//! Atomic memo-table statistics, updated outside the cache lock.

use std::sync::atomic::{AtomicU64, Ordering};

use serde::Serialize;

/// Point-in-time snapshot of memo-table usage.
#[derive(Debug, Clone, Copy, Default, PartialEq, Eq, Serialize)]
pub struct CacheStats {
    /// Lookups answered from the table.
    pub hits: u64,
    /// Lookups that had to compute.
    pub misses: u64,
    /// Pairs written into the table.
    pub insertions: u64,
    /// Entries dropped to make room.
    pub evictions: u64,
}

impl CacheStats {
    /// Fraction of lookups that hit, or 0.0 before any lookup.
    #[must_use]
    #[allow(clippy::cast_precision_loss)]
    pub fn hit_ratio(&self) -> f64 {
        let total = self.hits + self.misses;
        if total == 0 {
            0.0
        } else {
            self.hits as f64 / total as f64
        }
    }
}

/// Atomic counters for lock-free updates.
pub struct AtomicCacheStats {
    hits: AtomicU64,
    misses: AtomicU64,
    insertions: AtomicU64,
    evictions: AtomicU64,
}

impl AtomicCacheStats {
    /// Create new zeroed stats.
    pub fn new() -> Self {
        Self {
            hits: AtomicU64::new(0),
            misses: AtomicU64::new(0),
            insertions: AtomicU64::new(0),
            evictions: AtomicU64::new(0),
        }
    }

    /// Take a snapshot of current stats.
    pub fn snapshot(&self) -> CacheStats {
        CacheStats {
            hits: self.hits.load(Ordering::Relaxed),
            misses: self.misses.load(Ordering::Relaxed),
            insertions: self.insertions.load(Ordering::Relaxed),
            evictions: self.evictions.load(Ordering::Relaxed),
        }
    }

    /// Reset all counters.
    pub fn reset(&self) {
        self.hits.store(0, Ordering::Relaxed);
        self.misses.store(0, Ordering::Relaxed);
        self.insertions.store(0, Ordering::Relaxed);
        self.evictions.store(0, Ordering::Relaxed);
    }

    pub fn record_hit(&self) {
        self.hits.fetch_add(1, Ordering::Relaxed);
    }

    pub fn record_miss(&self) {
        self.misses.fetch_add(1, Ordering::Relaxed);
    }

    pub fn record_insertion(&self) {
        self.insertions.fetch_add(1, Ordering::Relaxed);
    }

    pub fn record_eviction(&self) {
        self.evictions.fetch_add(1, Ordering::Relaxed);
    }
}

impl Default for AtomicCacheStats {
    fn default() -> Self {
        Self::new()
    }
}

━━━━━━━━

[Exercise objective]
Reproduce all of the records, keeping every character unchanged.

[Solution for this problem]
//! Atomic memo-table statistics, updated outside the cache lock.

use std::sync::atomic::{AtomicU64, Ordering};

use serde::Serialize;

/// Point-in-time snapshot of memo-table usage.
#[derive(Debug, Clone, Copy, Default, PartialEq, Eq, Serialize)]
pub struct CacheStats {
    /// Lookups answered from the table.
    pub hits: u64,
    /// Lookups that had to compute.
    pub misses: u64,
    /// Pairs written into the table.
    pub insertions: u64,
    /// Entries dropped to make room.
    pub evictions: u64,
}

impl CacheStats {
    /// Fraction of lookups that hit, or 0.0 before any lookup.
    #[must_use]
    #[allow(clippy::cast_precision_loss)]
    pub fn hit_ratio(&self) -> f64 {
        let total = self.hits + self.misses;
        if total == 0 {
            0.0
        } else {
            self.hits as f64 / total as f64
        }
    }
}

/// Atomic counters for lock-free updates.
pub struct AtomicCacheStats {
    hits: AtomicU64,
    misses: AtomicU64,
    insertions: AtomicU64,
    evictions: AtomicU64,
}

impl AtomicCacheStats {
    /// Create new zeroed stats.
    pub fn new() -> Self {
        Self {
            hits: AtomicU64::new(0),
            misses: AtomicU64::new(0),
            insertions: AtomicU64::new(0),
            evictions: AtomicU64::new(0),
        }
    }

    /// Take a snapshot of current stats.
    pub fn snapshot(&self) -> CacheStats {
        CacheStats {
            hits: self.hits.load(Ordering::Relaxed),
            misses: self.misses.load(Ordering::Relaxed),
            insertions: self.insertions.load(Ordering::Relaxed),
            evictions: self.evictions.load(Ordering::Relaxed),
        }
    }

    /// Reset all counters.
    pub fn reset(&self) {
        self.hits.store(0, Ordering::Relaxed);
        self.misses.store(0, Ordering::Relaxed);
        self.insertions.store(0, Ordering::Relaxed);
        self.evictions.store(0, Ordering::Relaxed);
    }

    pub fn record_hit(&self) {
        self.hits.fetch_add(1, Ordering::Relaxed);
    }

    pub fn record_miss(&self) {
        self.misses.fetch_add(1, Ordering::Relaxed);
    }

    pub fn record_insertion(&self) {
        self.insertions.fetch_add(1, Ordering::Relaxed);
    }

    pub fn record_eviction(&self) {
        self.evictions.fetch_add(1, Ordering::Relaxed);
    }
}

impl Default for AtomicCacheStats {
    fn default() -> Self {
        Self::new()
    }
}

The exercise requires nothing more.